Because I know from my humanitarian work in refugee camps that something powerful and mysterious happens at the moment the giver and the receiver of aid connect with each other. When you are able to provide some degree of comfort to individuals who are at their most desperate time in their lives, you realize in a deep way that this is why we are put on this earth.
The bread that I will distribute in the coming days will not only alleviate some of the hunger but, more importantly, will be a message to the villagers that over one hundred Americans in Sonoma County and other parts of the country care about their survival and well-being. And that an old man, who chose to represent these Americans, traveled over 6,000 miles to tell them that they have not been forgotten by the world. What a powerful message! One that is impossible to convey by just sending money to an organization.
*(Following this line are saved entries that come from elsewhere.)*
//! CCTP message codec
//!
//! ## Message layout (big-endian, 116-byte header)
//!
//! | bytes    | field              |
//! |----------|--------------------|
//! | 0..4     | version            |
//! | 4..8     | source_domain      |
//! | 8..12    | destination_domain |
//! | 12..20   | nonce              |
//! | 20..52   | sender             |
//! | 52..84   | recipient          |
//! | 84..116  | destination_caller |
//! | 116..    | message_body       |
//!
//! ## BurnMessage layout (132 bytes)
//!
//! | bytes    | field                                |
//! |----------|--------------------------------------|
//! | 0..4     | version                              |
//! | 4..36    | burn_token (address in last 20)      |
//! | 36..68   | mint_recipient                       |
//! | 68..100  | amount (uint256)                     |
//! | 100..132 | message_sender (address in last 20)  |

use alloy::primitives::U256;

use crate::error::DecodeError;
use crate::hash::{address_to_bytes32, bytes32_to_address};

pub const MESSAGE_HEADER_LEN: usize = 116;
pub const BURN_MESSAGE_LEN: usize = 132;
const WORD: usize = 32;

/// A decoded CCTP message.
#[derive(Debug, Clone, PartialEq, Eq)]
pub struct Message {
    pub version: u32,
    pub source_domain: u32,
    pub destination_domain: u32,
    pub nonce: u64,
    pub sender: [u8; 32],
    pub recipient: [u8; 32],
    pub destination_caller: [u8; 32],
    pub message_body: Vec<u8>,
}

/// The body of a CCTP token burn.
#[derive(Debug, Clone, PartialEq, Eq)]
pub struct BurnMessage {
    pub version: u32,
    pub burn_token: [u8; 20],
    pub mint_recipient: [u8; 32],
    pub amount: U256,
    pub message_sender: [u8; 20],
}

fn read_u32(bytes: &[u8], at: usize) -> u32 {
    let mut buf = [0u8; 4];
    buf.copy_from_slice(&bytes[at..at + 4]);
    u32::from_be_bytes(buf)
}

fn read_u64(bytes: &[u8], at: usize) -> u64 {
    let mut buf = [0u8; 8];
    buf.copy_from_slice(&bytes[at..at + 8]);
    u64::from_be_bytes(buf)
}

fn read_word(bytes: &[u8], at: usize) -> [u8; 32] {
    let mut buf = [0u8; 32];
    buf.copy_from_slice(&bytes[at..at + WORD]);
    buf
}

/// Decode a CCTP message. Requires at least the 116-byte header.
pub fn decode_message(bytes: &[u8]) -> Result<Message, DecodeError> {
    if bytes.len() < MESSAGE_HEADER_LEN {
        return Err(DecodeError::TooShort {
            what: "message",
            expected: MESSAGE_HEADER_LEN,
            actual: bytes.len(),
        });
    }

    Ok(Message {
        version: read_u32(bytes, 0),
        source_domain: read_u32(bytes, 4),
        destination_domain: read_u32(bytes, 8),
        nonce: read_u64(bytes, 12),
        sender: read_word(bytes, 20),
        recipient: read_word(bytes, 52),
        destination_caller: read_word(bytes, 84),
        message_body: bytes[MESSAGE_HEADER_LEN..].to_vec(),
    })
}

/// Decode a burn message body. Only the first 132 bytes are read.
pub fn decode_burn_message(bytes: &[u8]) -> Result<BurnMessage, DecodeError> {
    if bytes.len() < BURN_MESSAGE_LEN {
        return Err(DecodeError::TooShort {
            what: "burn message",
            expected: BURN_MESSAGE_LEN,
            actual: bytes.len(),
        });
    }

    Ok(BurnMessage {
        version: read_u32(bytes, 0),
        burn_token: bytes32_to_address(&read_word(bytes, 4)),
        mint_recipient: read_word(bytes, 36),
        amount: U256::from_be_bytes(read_word(bytes, 68)),
        message_sender: bytes32_to_address(&read_word(bytes, 100)),
    })
}

/// Extract an ABI-encoded dynamic `bytes` value (offset word, length word, data).
///
/// This is the shape of `MessageSent(bytes)` log data.
pub fn extract_abi_bytes(data: &[u8]) -> Result<Vec<u8>, DecodeError> {
    extract_abi_bytes_at(data, 0)
}

/// Extract a dynamic `bytes` value whose offset sits in head word `head_index`.
pub fn extract_abi_bytes_at(data: &[u8], head_index: usize) -> Result<Vec<u8>, DecodeError> {
    let head_end = (head_index + 1) * WORD;
    if data.len() < head_end {
        return Err(DecodeError::TooShort {
            what: "ABI payload",
            expected: head_end,
            actual: data.len(),
        });
    }

    let offset = word_to_usize(&read_word(data, head_index * WORD)).ok_or(
        DecodeError::OffsetOutOfBounds {
            offset: usize::MAX,
            len: data.len(),
        },
    )?;
    let length_end = offset
        .checked_add(WORD)
        .filter(|end| *end <= data.len())
        .ok_or(DecodeError::OffsetOutOfBounds {
            offset,
            len: data.len(),
        })?;

    let length = word_to_usize(&read_word(data, offset)).ok_or(DecodeError::LengthOutOfBounds {
        offset,
        length: usize::MAX,
        len: data.len(),
    })?;
    if length == 0 {
        return Err(DecodeError::EmptyPayload);
    }

    let end = length_end
        .checked_add(length)
        .filter(|end| *end <= data.len())
        .ok_or(DecodeError::LengthOutOfBounds {
            offset,
            length,
            len: data.len(),
        })?;

    Ok(data[length_end..end].to_vec())
}

/// Decoded `MessageReceived(address caller, uint32 sourceDomain, uint64 nonce,
/// bytes32 sender, bytes messageBody)` data section.
#[derive(Debug, Clone, PartialEq, Eq)]
pub struct MessageReceivedData {
    pub source_domain: u32,
    pub sender: [u8; 32],
    pub message_body: Vec<u8>,
}

pub fn decode_message_received(data: &[u8]) -> Result<MessageReceivedData, DecodeError> {
    if data.len() < 3 * WORD {
        return Err(DecodeError::TooShort {
            what: "MessageReceived data",
            expected: 3 * WORD,
            actual: data.len(),
        });
    }
    Ok(MessageReceivedData {
        source_domain: read_u32(data, WORD - 4),
        sender: read_word(data, WORD),
        message_body: extract_abi_bytes_at(data, 2)?,
    })
}

/// A uint256 word as u128, or None when it does not fit.
pub fn word_to_u128(word: &[u8]) -> Option<u128> {
    if word.len() != WORD || word[..16].iter().any(|b| *b != 0) {
        return None;
    }
    let mut buf = [0u8; 16];
    buf.copy_from_slice(&word[16..]);
    Some(u128::from_be_bytes(buf))
}

/// A uint256 word as usize, or None when it does not fit.
fn word_to_usize(word: &[u8; 32]) -> Option<usize> {
    if word[..24].iter().any(|b| *b != 0) {
        return None;
    }
    usize::try_from(read_u64(word, 24)).ok()
}

impl Message {
    pub fn encode(&self) -> Vec<u8> {
        let mut out = Vec::with_capacity(MESSAGE_HEADER_LEN + self.message_body.len());
        out.extend_from_slice(&self.version.to_be_bytes());
        out.extend_from_slice(&self.source_domain.to_be_bytes());
        out.extend_from_slice(&self.destination_domain.to_be_bytes());
        out.extend_from_slice(&self.nonce.to_be_bytes());
        out.extend_from_slice(&self.sender);
        out.extend_from_slice(&self.recipient);
        out.extend_from_slice(&self.destination_caller);
        out.extend_from_slice(&self.message_body);
        out
    }

    /// Decode the body as a burn message.
    pub fn burn_message(&self) -> Result<BurnMessage, DecodeError> {
        decode_burn_message(&self.message_body)
    }
}

impl BurnMessage {
    pub fn encode(&self) -> Vec<u8> {
        let mut out = Vec::with_capacity(BURN_MESSAGE_LEN);
        out.extend_from_slice(&self.version.to_be_bytes());
        out.extend_from_slice(&address_to_bytes32(&self.burn_token));
        out.extend_from_slice(&self.mint_recipient);
        out.extend_from_slice(&self.amount.to_be_bytes::<32>());
        out.extend_from_slice(&address_to_bytes32(&self.message_sender));
        out
    }

    /// Amount as u128, or None if it overflows.
    pub fn amount_u128(&self) -> Option<u128> {
        u128::try_from(self.amount).ok()
    }

    /// The EVM address held in the last 20 bytes of `mint_recipient`.
    pub fn mint_recipient_address(&self) -> [u8; 20] {
        bytes32_to_address(&self.mint_recipient)
    }
}

#[cfg(test)]
pub(crate) mod tests {
    use super::*;

    pub(crate) fn sample_burn(amount: u128, recipient: [u8; 20]) -> BurnMessage {
        BurnMessage {
            version: 0,
            burn_token: [0xaa; 20],
            mint_recipient: address_to_bytes32(&recipient),
            amount: U256::from(amount),
            message_sender: [0xbb; 20],
        }
    }

    pub(crate) fn sample_message(nonce: u64, source: u32, dest: u32, body: Vec<u8>) -> Message {
        Message {
            version: 0,
            source_domain: source,
            destination_domain: dest,
            nonce,
            sender: [0x11; 32],
            recipient: [0x22; 32],
            destination_caller: [0u8; 32],
            message_body: body,
        }
    }

    /// ABI-encode `bytes` the way a `MessageSent(bytes)` log carries it.
    pub(crate) fn abi_encode_bytes(payload: &[u8]) -> Vec<u8> {
        let mut out = Vec::new();
        out.extend_from_slice(&U256::from(32u64).to_be_bytes::<32>());
        out.extend_from_slice(&U256::from(payload.len()).to_be_bytes::<32>());
        out.extend_from_slice(payload);
        let pad = (WORD - payload.len() % WORD) % WORD;
        out.extend(std::iter::repeat(0u8).take(pad));
        out
    }

    /// ABI-encode the data section of `MessageReceived`.
    pub(crate) fn message_received_data(source_domain: u32, body: &[u8]) -> Vec<u8> {
        let mut out = Vec::new();
        out.extend_from_slice(&U256::from(source_domain).to_be_bytes::<32>());
        out.extend_from_slice(&[0x11; 32]);
        out.extend_from_slice(&U256::from(96u64).to_be_bytes::<32>());
        out.extend_from_slice(&U256::from(body.len()).to_be_bytes::<32>());
        out.extend_from_slice(body);
        let pad = (WORD - body.len() % WORD) % WORD;
        out.extend(std::iter::repeat(0u8).take(pad));
        out
    }

    #[test]
    fn test_message_field_round_trip() {
        let body = sample_burn(1_000_000, [0x33; 20]).encode();
        let message = sample_message(0x0102_0304_0506_0708, 0, 4, body.clone());
        let bytes = message.encode();
        assert_eq!(bytes.len(), MESSAGE_HEADER_LEN + BURN_MESSAGE_LEN);

        let decoded = decode_message(&bytes).unwrap();
        assert_eq!(decoded, message);
        assert_eq!(decoded.nonce, 0x0102_0304_0506_0708);
        assert_eq!(decoded.message_body, body);
        assert_eq!(decoded.encode(), bytes);
    }

    #[test]
    fn test_message_header_only() {
        let bytes = vec![0u8; MESSAGE_HEADER_LEN];
        let decoded = decode_message(&bytes).unwrap();
        assert!(decoded.message_body.is_empty());
    }

    #[test]
    fn test_short_inputs_fail_deterministically() {
        for len in [0, 1, 20, MESSAGE_HEADER_LEN - 1] {
            let err = decode_message(&vec![0u8; len]).unwrap_err();
            assert_eq!(
                err,
                DecodeError::TooShort {
                    what: "message",
                    expected: MESSAGE_HEADER_LEN,
                    actual: len
                }
            );
        }
        assert!(decode_burn_message(&[0u8; BURN_MESSAGE_LEN - 1]).is_err());
    }

    #[test]
    fn test_zero_burn_message() {
        let burn = decode_burn_message(&[0u8; BURN_MESSAGE_LEN]).unwrap();
        assert_eq!(burn.version, 0);
        assert_eq!(burn.burn_token, [0u8; 20]);
        assert_eq!(burn.mint_recipient, [0u8; 32]);
        assert_eq!(burn.amount, U256::ZERO);
        assert_eq!(burn.message_sender, [0u8; 20]);
        assert_eq!(burn.amount_u128(), Some(0));
    }

    #[test]
    fn test_burn_message_reads_only_first_132_bytes() {
        let mut bytes = sample_burn(42, [0x01; 20]).encode();
        bytes.extend_from_slice(&[0xff; 40]);
        let burn = decode_burn_message(&bytes).unwrap();
        assert_eq!(burn.amount_u128(), Some(42));
        assert_eq!(burn.mint_recipient_address(), [0x01; 20]);
    }

    #[test]
    fn test_amount_overflowing_u128() {
        let mut burn = sample_burn(0, [0u8; 20]);
        burn.amount = U256::MAX;
        assert_eq!(burn.amount_u128(), None);
    }

    #[test]
    fn test_extract_abi_bytes() {
        let payload = vec![7u8; 150];
        let data = abi_encode_bytes(&payload);
        assert_eq!(extract_abi_bytes(&data).unwrap(), payload);
    }

    #[test]
    fn test_decode_message_received() {
        let body = sample_burn(5, [0x09; 20]).encode();
        let data = message_received_data(4, &body);
        let decoded = decode_message_received(&data).unwrap();
        assert_eq!(decoded.source_domain, 4);
        assert_eq!(decoded.message_body, body);
        assert!(decode_message_received(&data[..64]).is_err());
    }

    #[test]
    fn test_word_to_u128() {
        let word = U256::from(1_000_000u64).to_be_bytes::<32>();
        assert_eq!(word_to_u128(&word), Some(1_000_000));
        assert_eq!(word_to_u128(&U256::MAX.to_be_bytes::<32>()), None);
        assert_eq!(word_to_u128(&[0u8; 31]), None);
    }

    #[test]
    fn test_extract_abi_bytes_zero_length() {
        let data = abi_encode_bytes(&[]);
        assert_eq!(extract_abi_bytes(&data), Err(DecodeError::EmptyPayload));
    }

    #[test]
    fn test_extract_abi_bytes_offset_past_buffer() {
        let mut data = abi_encode_bytes(&[1, 2, 3]);
        data[..32].copy_from_slice(&U256::from(4096u64).to_be_bytes::<32>());
        assert!(matches!(
            extract_abi_bytes(&data),
            Err(DecodeError::OffsetOutOfBounds { offset: 4096, .. })
        ));
    }

    #[test]
    fn test_extract_abi_bytes_length_overflow() {
        let mut data = abi_encode_bytes(&[1, 2, 3]);
        data[32..64].copy_from_slice(&U256::from(1000u64).to_be_bytes::<32>());
        assert!(matches!(
            extract_abi_bytes(&data),
            Err(DecodeError::LengthOutOfBounds { length: 1000, .. })
        ));

        data[32..64].copy_from_slice(&U256::MAX.to_be_bytes::<32>());
        assert!(extract_abi_bytes(&data).is_err());
    }
}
That is why I am willing to risk the dangerous conditions that exists in Ukraine today.
So back to the question I asked at the beginning of this post– What are my thoughts and emotions as I begin what will surely be one of the most, if not the most, consequential and exciting trip of my lifetime?
I am nervous, excited, apprehensive, looking forward to meeting wonderful Ukrainians and seeing their beautiful country, and going with an open heart knowing that I will receive more than I can ever give.
Slava Ukraini!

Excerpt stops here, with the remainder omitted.